- Spanish: Una bruja sin escoba
- Directed by: José María Elorrieta
- Screenplay by: José María Elorrieta
- Story by: José Luis Navarro; José María Elorrieta;
- Produced by: Sidney W. Pink; Félix Sánchez; Stan Torchia;
- Starring: Jeffrey Hunter; Maria Perschy;
- Cinematography: Alfonso Nieva
- Edited by: John F. Hovarth; Juan Pisón;
- Music by: Fernando García Morcillo
- Production companies: Cinemagic Inc.; L.M. Films; Lacy Internacional Films; Westside International Films;
- Distributed by: Castilla Films; Producers Releasing Organization;
- Release date: 12 February 1968 (Spain);
- Running time: 88 min

= A Witch Without a Broom =

A Witch Without a Broom is a 1967 Spanish film starring Jeffrey Hunter. It was directed by José María Elorrieta.

== Plot ==
Professor Logan, who suffers from a slight detachment from reality, teaches at the University of Madrid.
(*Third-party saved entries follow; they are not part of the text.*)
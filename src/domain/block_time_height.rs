use near_sdk::{
    borsh::{BorshDeserialize, BorshSerialize},
    env,
};
use std::cmp::Ordering;

#[derive(BorshSerialize, BorshDeserialize, Debug, Clone, Copy, PartialEq, Eq, Default)]
#[borsh(crate = "near_sdk::borsh")]
pub struct BlockTimeHeight {
    block_height: u64,
    block_timestamp: u64,
    epoch_height: u64,
}

impl PartialOrd for BlockTimeHeight {
    fn partial_cmp(&self, other: &Self) -> Option<Ordering> {
        Some(self.block_height.cmp(&other.block_height))
    }
}

impl BlockTimeHeight {
    /// [block_height], [block_timestamp], and [epoch_height] are initialized from the NEAR runtime
    /// environment
    ///
    /// ## Panics
    /// if NEAR runtime context is not available
    pub fn from_env() -> Self {
        Self {
            block_height: env::block_height(),
            block_timestamp: env::block_timestamp(),
            epoch_height: env::epoch_height(),
        }
    }

    pub fn block_height(&self) -> u64 {
        self.block_height
    }

    pub fn block_timestamp(&self) -> u64 {
        self.block_timestamp
    }

    pub fn epoch_height(&self) -> u64 {
        self.epoch_height
    }
}
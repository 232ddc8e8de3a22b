use crate::contract::settlement::log_batch_settled;
use crate::domain::UnderlyingAmount;
use crate::errors::{invariants, StakingPoolError};
use crate::events::Event;
use crate::interface::{
    Authorizer, ConfigUpdate, ConfigView, Operation, Operator, QueueLengths, QueueRunSummary,
    ReceiptToken, StakingAgent, UndelegationRun,
};
use crate::near::log;
use crate::StakingPool;
use near_sdk::AccountId;

impl<A: StakingAgent, T: ReceiptToken, Z: Authorizer> Operator for StakingPool<A, T, Z> {
    fn config(&self) -> ConfigView {
        self.config.into()
    }

    fn queue_lengths(&self) -> QueueLengths {
        QueueLengths {
            undelegation_queue: self.undelegation_queue.len() as u32,
            execution_queue: self.execution_queue.len() as u32,
            delegation_queue: self.delegation_queue.len() as u32,
            withdrawal_claims: self.withdrawal_claims.len() as u32,
            unstake_batches: self.batches.len() as u32,
        }
    }

    fn in_liquidation(&self) -> bool {
        self.in_liquidation
    }

    fn audit(&self) -> Result<(), StakingPoolError> {
        let held = self.pending_delegation
            + self.queued_delegation
            + self.withdrawal_reserve
            + self.to_claim;
        if self.underlying_balance != held {
            return Err(StakingPoolError::InvariantViolated(
                invariants::UNDERLYING_BALANCE,
            ));
        }
        let delegator_to_claim: UnderlyingAmount =
            self.delegator_to_claim.values().copied().sum();
        if delegator_to_claim != self.to_claim {
            return Err(StakingPoolError::InvariantViolated(invariants::TO_CLAIM));
        }
        let unassigned: UnderlyingAmount =
            self.batches.values().map(|batch| batch.unassigned()).sum();
        if unassigned != self.pending_undelegation {
            return Err(StakingPoolError::InvariantViolated(
                invariants::PENDING_UNDELEGATION,
            ));
        }
        let queued: UnderlyingAmount = self
            .delegation_queue
            .items()
            .map(|request| request.amount)
            .sum();
        if queued != self.queued_delegation {
            return Err(StakingPoolError::InvariantViolated(
                invariants::QUEUED_DELEGATION,
            ));
        }
        let undistributed: UnderlyingAmount = self
            .withdrawal_claims
            .items()
            .map(|claim| claim.amount)
            .sum();
        if undistributed != self.in_undelegation {
            return Err(StakingPoolError::InvariantViolated(
                invariants::IN_UNDELEGATION,
            ));
        }
        Ok(())
    }

    fn net_out_pending(&mut self, caller: &AccountId) -> Result<UnderlyingAmount, StakingPoolError> {
        self.authorize(Operation::NetOutPending, caller)?;
        let amount = self
            .pending_delegation
            .min(self.pending_undelegation)
            .min(self.absorbable_undelegation());
        if amount.is_zero() {
            return Err(StakingPoolError::NothingToNet);
        }
        self.net_out(amount)?;
        self.log_netted_out(amount);
        Ok(amount)
    }

    fn net_out_pending_amount(
        &mut self,
        caller: &AccountId,
        amount: UnderlyingAmount,
    ) -> Result<UnderlyingAmount, StakingPoolError> {
        self.authorize(Operation::NetOutPending, caller)?;
        self.check_nettable(amount)?;
        self.net_out(amount)?;
        self.log_netted_out(amount);
        Ok(amount)
    }

    fn make_claimable(
        &mut self,
        caller: &AccountId,
        amount: UnderlyingAmount,
    ) -> Result<UnderlyingAmount, StakingPoolError> {
        self.authorize(Operation::MakeClaimable, caller)?;
        self.check_nettable(amount)?;
        let claims_credited = self.credit_claims(amount)?;
        log(Event::MadeClaimable {
            amount,
            claims_credited,
        });
        Ok(amount)
    }

    fn schedule_undelegation(
        &mut self,
        caller: &AccountId,
        ledger_index: usize,
        agent: &AccountId,
        amount: UnderlyingAmount,
    ) -> Result<Vec<u64>, StakingPoolError> {
        self.authorize(Operation::ScheduleUndelegation, caller)?;
        let (ledger_id, tickets) = self.enqueue_undelegation(ledger_index, agent, amount)?;
        log(Event::UndelegationScheduled {
            ledger_id,
            agent: agent.clone(),
            amount,
            tickets: tickets.clone(),
        });
        Ok(tickets)
    }

    fn process_undelegation_queue(
        &mut self,
        caller: &AccountId,
    ) -> Result<QueueRunSummary, StakingPoolError> {
        self.authorize(Operation::ProcessUndelegationQueue, caller)?;
        let run = self.issue_undelegations()?;
        log(Event::UndelegationQueueProcessed {
            issued: run.consumed,
            requeued: run.requeued,
        });
        Ok(run.into())
    }

    fn execute_undelegations(
        &mut self,
        caller: &AccountId,
        max_iterations: u32,
    ) -> Result<UndelegationRun, StakingPoolError> {
        self.authorize(Operation::ExecuteUndelegations, caller)?;
        if max_iterations == 0 {
            return Err(StakingPoolError::ZeroAmount);
        }
        let max_iterations = max_iterations.min(self.config.undelegation_queue_max_iter());
        let execution = self.execute_issued_undelegations(max_iterations)?;
        for (batch_id, payout) in execution.settled {
            log_batch_settled(batch_id, Some(payout));
        }
        let (distributed, _) = self.distribute_claims(max_iterations)?;
        log(Event::UndelegationsExecuted {
            executed: execution.run.consumed,
            requeued: execution.run.requeued,
            distributed,
            released: execution.released,
        });
        Ok(UndelegationRun {
            executed: execution.run.consumed,
            requeued: execution.run.requeued,
            distributed,
        })
    }

    fn enqueue_delegation(
        &mut self,
        caller: &AccountId,
        ledger_index: usize,
        agent: &AccountId,
        amount: UnderlyingAmount,
    ) -> Result<u64, StakingPoolError> {
        self.authorize(Operation::EnqueueDelegation, caller)?;
        let (ledger_id, ticket) = self.reserve_delegation(ledger_index, agent, amount)?;
        log(Event::DelegationEnqueued {
            ledger_id,
            agent: agent.clone(),
            amount,
            ticket,
        });
        Ok(ticket)
    }

    fn process_delegation_queue(
        &mut self,
        caller: &AccountId,
    ) -> Result<QueueRunSummary, StakingPoolError> {
        self.authorize(Operation::ProcessDelegationQueue, caller)?;
        let run = self.delegate_queued()?;
        log(Event::DelegationQueueProcessed {
            delegated: run.consumed,
            requeued: run.requeued,
        });
        Ok(run.into())
    }

    fn activate_in_liquidation(&mut self, caller: &AccountId) -> Result<(), StakingPoolError> {
        self.authorize(Operation::ActivateInLiquidation, caller)?;
        if !self.in_liquidation {
            self.in_liquidation = true;
            log(Event::LiquidationActivated);
        }
        Ok(())
    }

    fn update_config(
        &mut self,
        caller: &AccountId,
        updates: ConfigUpdate,
    ) -> Result<ConfigView, StakingPoolError> {
        self.authorize(Operation::UpdateConfig, caller)?;
        self.config.apply_updates(&updates)?;
        log(Event::ConfigUpdated(self.config));
        Ok(self.config.into())
    }
}

impl<A, T, Z> StakingPool<A, T, Z> {
    /// ## Errors
    /// - ZERO_AMOUNT if the amount is zero
    /// - NOTHING_TO_NET if the amount exceeds the pending delegation or the pending undelegation
    fn check_nettable(&self, amount: UnderlyingAmount) -> Result<(), StakingPoolError> {
        if amount.is_zero() {
            return Err(StakingPoolError::ZeroAmount);
        }
        if amount > self.pending_delegation || amount > self.pending_undelegation {
            return Err(StakingPoolError::NothingToNet);
        }
        Ok(())
    }

    fn log_netted_out(&self, amount: UnderlyingAmount) {
        log(Event::NettedOut {
            amount,
            pending_delegation: self.pending_delegation,
            pending_undelegation: self.pending_undelegation,
        });
    }
}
He is beamed to the 15th century by the witch Marianna, who is in love with him. Returning home is only possible with the help of her father, Wurlitz, a Toledo sorcerer, who is away at a conference. So the two attempt to follow him using a time-space experiment, but end up in prehistory, in 1st-century Rome, where they are enslaved and win a horse race, and in 1999, where the only female survivors of a war want to found a new race with Logan. Marianna manages to locate her father and has herself and Logan transported to the 20th century for eternity.

Logan wakes up in a hospital bed, where he appears to have hallucinated. His nurse is Marianna.